Where Attlee benefited from Churchill being known as a classic small-state liberal, hammer of trade unions and diehard opponent of economic collectivism, Starmer must try and argue that his levelling-up would be better than Boris’s levelling-up because Boris doesn’t really mean it.
But the Prime Minister has three years to show that he does, assisted by a dazzlingly able Chancellor who holds a huge personal poll lead over his low-profile opposition member, and is, as he once put it, ‘unencumbered by dogma’. So while the PM’s social democratic instincts on economics may annoy the Thatcherite wing of his party, they make him a far harder target for Labour to tilt at.

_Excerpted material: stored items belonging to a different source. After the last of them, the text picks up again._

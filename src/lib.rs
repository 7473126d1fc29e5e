//! Multi-level community detection for weighted graphs.
//!
//! Implements the Louvain method with an optional Leiden-style refinement
//! pass, over three quality objectives: undirected modularity, directed
//! (Leicht–Newman) modularity, and the Constant Potts Model with a
//! resolution parameter. Supports fixed nodes, size-bounded communities,
//! and multilayer input aggregated by weighted edge summation.
//!
//! Detection is single-threaded and fully deterministic: the same graph,
//! options, and seed always produce bit-identical memberships.
//!
//! ```
//! use graph_communities::{detect_clusters, InputGraph, Options};
//!
//! let mut graph = InputGraph::default();
//! for (a, b) in [("a", "b"), ("b", "c"), ("a", "c"), ("d", "e"), ("e", "f"), ("d", "f")] {
//!     graph.add_link(a, b, 1.0);
//! }
//! graph.add_link("c", "d", 0.2);
//!
//! let clusters = detect_clusters(&graph, &Options::default()).unwrap();
//! assert_eq!(clusters.community_count(), 2);
//! assert_eq!(clusters.class_of("a"), clusters.class_of("b"));
//! ```

pub mod detect;
pub mod error;
pub mod evaluate;
pub mod input;
pub mod io;
pub mod moving;
pub mod network;
pub mod partition;
pub mod quality;

pub use detect::{
    detect_clusters, detect_clusters_layers, Clusters, LevelSummary, Options, PreserveLabels,
};
pub use error::{ClusterError, Result};
pub use evaluate::{evaluate_quality, MembershipLabel};
pub use input::{InputGraph, InputLink, InputNode, Layer, LinkWeightFn, NodeSizeFn};
pub use moving::CandidateStrategy;
pub use quality::{CpmMode, QualityKind};
//! Shared test fixtures for `ignition-core` and `ignition-probes` integration
//! tests: a [`ControllableSignal`] whose delay and terminal result are picked
//! by the test, plus small helpers for asserting on an [`AggregateResult`].

use std::sync::Arc;
use std::sync::atomic::{AtomicU32, Ordering};
use std::time::Duration;

use async_trait::async_trait;
use ignition_core::{AggregateResult, CancellationToken, Signal, SignalStatus};

/// What a [`ControllableSignal`] does once its configured delay elapses.
#[derive(Clone)]
pub enum ScriptedOutcome {
    Succeed,
    Fail(String),
    /// Never returns on its own; only resolves via cancellation of `ctx`.
    HangUntilCancelled,
}

/// A [`Signal`] whose timing and result are chosen by the test rather than by
/// talking to a real dependency. Counts how many times `wait` was actually
/// invoked so tests can assert on the "at most 1 + max_retries" invariant.
pub struct ControllableSignal {
    name: String,
    stage: u32,
    timeout: Option<Duration>,
    delay: Duration,
    outcome: ScriptedOutcome,
    calls: Arc<AtomicU32>,
}

impl ControllableSignal {
    pub fn new(name: impl Into<String>, delay: Duration, outcome: ScriptedOutcome) -> Self {
        Self {
            name: name.into(),
            stage: 0,
            timeout: None,
            delay,
            outcome,
            calls: Arc::new(AtomicU32::new(0)),
        }
    }

    pub fn succeeding(name: impl Into<String>, delay: Duration) -> Self {
        Self::new(name, delay, ScriptedOutcome::Succeed)
    }

    pub fn failing(name: impl Into<String>, delay: Duration, message: impl Into<String>) -> Self {
        Self::new(name, delay, ScriptedOutcome::Fail(message.into()))
    }

    pub fn with_stage(mut self, stage: u32) -> Self {
        self.stage = stage;
        self
    }

    pub fn with_timeout(mut self, timeout: Duration) -> Self {
        self.timeout = Some(timeout);
        self
    }

    /// A counter that increments once per actual `wait` call, shared with the
    /// constructed signal so the test can inspect it after the run.
    pub fn call_counter(&self) -> Arc<AtomicU32> {
        self.calls.clone()
    }
}

#[async_trait]
impl Signal for ControllableSignal {
    fn name(&self) -> &str {
        &self.name
    }

    fn timeout(&self) -> Option<Duration> {
        self.timeout
    }

    fn stage(&self) -> u32 {
        self.stage
    }

    async fn wait(&self, ctx: CancellationToken) -> anyhow::Result<()> {
        self.calls.fetch_add(1, Ordering::SeqCst);
        tokio::select! {
            _ = ctx.cancelled() => anyhow::bail!("cancelled"),
            _ = tokio::time::sleep(self.delay) => {}
        }
        match &self.outcome {
            ScriptedOutcome::Succeed => Ok(()),
            ScriptedOutcome::Fail(message) => anyhow::bail!("{message}"),
            ScriptedOutcome::HangUntilCancelled => {
                ctx.cancelled().await;
                anyhow::bail!("cancelled")
            }
        }
    }
}

/// Looks up a signal's result by name, panicking with the full snapshot if
/// absent (the snapshot is the most useful context when an assertion fails).
pub fn result_of<'a>(aggregate: &'a AggregateResult, name: &str) -> &'a ignition_core::SignalResult {
    aggregate
        .per_signal_results
        .iter()
        .find(|r| r.name == name)
        .unwrap_or_else(|| panic!("no result for signal {name:?} in {aggregate:?}"))
}

pub fn status_of(aggregate: &AggregateResult, name: &str) -> SignalStatus {
    result_of(aggregate, name).status
}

Starmer’s second problem is that while nobody doubted the patriotic credentials of Attlee’s Labour Party, which had played a full and impressive part in the war-time effort, the same can hardly be said of Labour today.
Not only are memories of Jeremy Corbyn still fresh, but Starmer himself took a knee for the anti-British extremists of BLM. Senior Labour figures continue to spew out their contempt for Britain and support for all kinds of militant identity politics causes.
There were some clues in the Labour leader’s performance this week that he is suddenly receiving advice of a higher calibre: the purple backdrop – matched by his tie – subliminally suggesting a moderate mix of red and blue politics; the positioning of him as a self-improver from the working classes (‘my dad worked on the factory floor his entire life’) motivated by social justice (‘that’s why I went into law’ – a far nobler way of putting it than ‘became a lawyer’ would have been).
Is it going to be enough? Almost certainly not. But it does at least position him as someone who could reap big rewards were Johnson’s administration to blow up disastrously. Falling back on the old notion that ‘oppositions do not win elections, governments lose them’ is as good as it gets for Starmer. At least he now has a story to tell.